|
|
|
|
|
by redspectre
3014 days ago
|
|
The problem is, USD is the only legal tender. When I sell Intel stock, that where I made profit in USD. I pay tax on that. But if I trade BTC for DOGE, I haven't made any money. All I have done is swap tokens. And just because someone would pay X dollars for tokens, doesn't mean I made any money. I mean where does it end? If I tell you I'll pay you 10000 dollars for the pocket lint in your pocket, did you just make a gain of 10k? Do you now owe the IRS 10k? If you haven't actually made any legal tender, how can you be taxed on a trade at all? The value of something is completely relative, speculative, and ever-changing. |
|
The IRS has all sorts of rules involving barters, meaning trading one asset for another without USD being involved in the transaction at all. [1]

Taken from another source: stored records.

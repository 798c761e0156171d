use anyhow::Result;
use sea_orm::{ConnectOptions, ConnectionTrait, Database, DatabaseConnection, Statement};
use std::path::Path;
use std::time::Duration;
use tracing::info;

pub mod migrator;
pub mod repositories;

use crate::config::SecurityConfig;
pub use repositories::user_settings::UserSettings;

/// Facade over the database connection. The rest of the crate talks to the
/// user-settings store exclusively through these methods.
#[derive(Clone)]
pub struct Store {
    pub conn: DatabaseConnection,
}

impl Store {
    pub async fn new(db_url: &str) -> Result<Self> {
        Self::with_pool_options(db_url, 5, 1).await
    }

    pub async fn with_pool_options(
        db_url: &str,
        max_connections: u32,
        min_connections: u32,
    ) -> Result<Self> {
        use sea_orm_migration::MigratorTrait;

        if !db_url.contains(":memory:") {
            let path_str = db_url.trim_start_matches("sqlite:");
            if let Some(parent) = Path::new(path_str).parent() {
                tokio::fs::create_dir_all(parent).await.ok();
            }
            if !Path::new(path_str).exists() {
                std::fs::File::create(path_str)?;
            }
        }

        let mut opt = ConnectOptions::new(db_url.to_string());
        opt.max_connections(max_connections)
            .min_connections(min_connections)
            .connect_timeout(Duration::from_secs(10))
            .acquire_timeout(Duration::from_secs(10))
            .idle_timeout(Duration::from_secs(300))
            .max_lifetime(Duration::from_secs(600))
            .sqlx_logging(false);

        let conn = Database::connect(opt).await?;

        migrator::Migrator::up(&conn, None).await?;

        info!(
            "Database connected & migrations applied (pool: {}-{})",
            min_connections, max_connections
        );

        Ok(Self { conn })
    }

    pub async fn ping(&self) -> Result<()> {
        let backend = self.conn.get_database_backend();
        self.conn
            .query_one(Statement::from_string(backend, "SELECT 1".to_string()))
            .await?;
        Ok(())
    }

    fn user_repo(&self) -> repositories::user_settings::UserSettingsRepository {
        repositories::user_settings::UserSettingsRepository::new(self.conn.clone())
    }

    pub async fn ensure_exists(&self, user_id: &str) -> Result<UserSettings> {
        self.user_repo().ensure_exists(user_id).await
    }

    pub async fn get_by_id(&self, user_id: &str) -> Result<Option<UserSettings>> {
        self.user_repo().get_by_id(user_id).await
    }

    pub async fn get_by_username(&self, username: &str) -> Result<Option<UserSettings>> {
        self.user_repo().get_by_username(username).await
    }

    pub async fn get_by_email(&self, email: &str) -> Result<Option<UserSettings>> {
        self.user_repo().get_by_email(email).await
    }

    pub async fn get_by_token(&self, token: &str) -> Result<Option<UserSettings>> {
        self.user_repo().get_by_token(token).await
    }

    pub async fn username_exists(&self, username: &str) -> Result<bool> {
        self.user_repo().username_exists(username).await
    }

    pub async fn set_identity(
        &self,
        user_id: &str,
        username: &str,
        email: Option<&str>,
    ) -> Result<()> {
        self.user_repo().set_identity(user_id, username, email).await
    }

    pub async fn record_terms_agreement(&self, user_id: &str) -> Result<()> {
        self.user_repo().record_terms_agreement(user_id).await
    }

    pub async fn set_token(&self, user_id: &str, token: &str) -> Result<()> {
        self.user_repo().set_token(user_id, token).await
    }

    pub async fn clear_token(&self, user_id: &str) -> Result<()> {
        self.user_repo().clear_token(user_id).await
    }

    pub async fn confirm_email(&self, user_id: &str) -> Result<()> {
        self.user_repo().confirm_email(user_id).await
    }

    pub async fn hash_and_store_password(
        &self,
        user_id: &str,
        password: &str,
        config: &SecurityConfig,
    ) -> Result<()> {
        self.user_repo()
            .hash_and_store_password(user_id, password, config)
            .await
    }

    pub async fn verify_password(&self, user_id: &str, password: &str) -> Result<bool> {
        self.user_repo().verify_password(user_id, password).await
    }

    pub async fn update_user_bio(&self, user_id: &str, bio: &str) -> Result<()> {
        self.user_repo().update_user_bio(user_id, bio).await
    }

    pub async fn update_name(&self, user_id: &str, name: &str) -> Result<()> {
        self.user_repo().update_name(user_id, name).await
    }

    pub async fn update_surname(&self, user_id: &str, surname: &str) -> Result<()> {
        self.user_repo().update_surname(user_id, surname).await
    }

    pub async fn update_subject_interests(
        &self,
        user_id: &str,
        interests: &[String],
    ) -> Result<()> {
        self.user_repo()
            .update_subject_interests(user_id, interests)
            .await
    }

    pub async fn update_preferred_language_codes(
        &self,
        user_id: &str,
        codes: &[String],
    ) -> Result<()> {
        self.user_repo()
            .update_preferred_language_codes(user_id, codes)
            .await
    }

    pub async fn update_preferred_site_language_code(
        &self,
        user_id: &str,
        code: &str,
    ) -> Result<()> {
        self.user_repo()
            .update_preferred_site_language_code(user_id, code)
            .await
    }

    pub async fn update_preferred_audio_language_code(
        &self,
        user_id: &str,
        code: &str,
    ) -> Result<()> {
        self.user_repo()
            .update_preferred_audio_language_code(user_id, code)
            .await
    }

    pub async fn update_profile_picture_data_url(
        &self,
        user_id: &str,
        data_url: &str,
    ) -> Result<()> {
        self.user_repo()
            .update_profile_picture_data_url(user_id, data_url)
            .await
    }

    pub async fn set_default_dashboard(&self, user_id: &str, dashboard: &str) -> Result<()> {
        self.user_repo()
            .set_default_dashboard(user_id, dashboard)
            .await
    }

    pub async fn update_email_preferences(
        &self,
        user_id: &str,
        can_receive_email_updates: bool,
        can_receive_editor_role_email: bool,
        can_receive_feedback_message_email: bool,
        can_receive_subscription_email: bool,
    ) -> Result<()> {
        self.user_repo()
            .update_email_preferences(
                user_id,
                can_receive_email_updates,
                can_receive_editor_role_email,
                can_receive_feedback_message_email,
                can_receive_subscription_email,
            )
            .await
    }

    pub async fn mark_deletion_requested(&self, user_id: &str) -> Result<()> {
        self.user_repo().mark_deletion_requested(user_id).await
    }
}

Say you buy a car for $10k, let it sit in your garage for 30 years and it now becomes a classic vintage worth $30k. If you go and trade that car for a new motorcycle worth $30k, the IRS requires you to record your $20k gain on the car when you make the trade for the motorcycle.
Where does it end? When you’ve paid the IRS the tax you owe, as per the law.
Regarding the pocket lint, if you tell me you’ll pay $10k for mine, I have no gain. When the sale happens, I recognize the $10k gain and pay the tax. This seems to be a pretty typical transaction for pocket lint or a truckload of butter.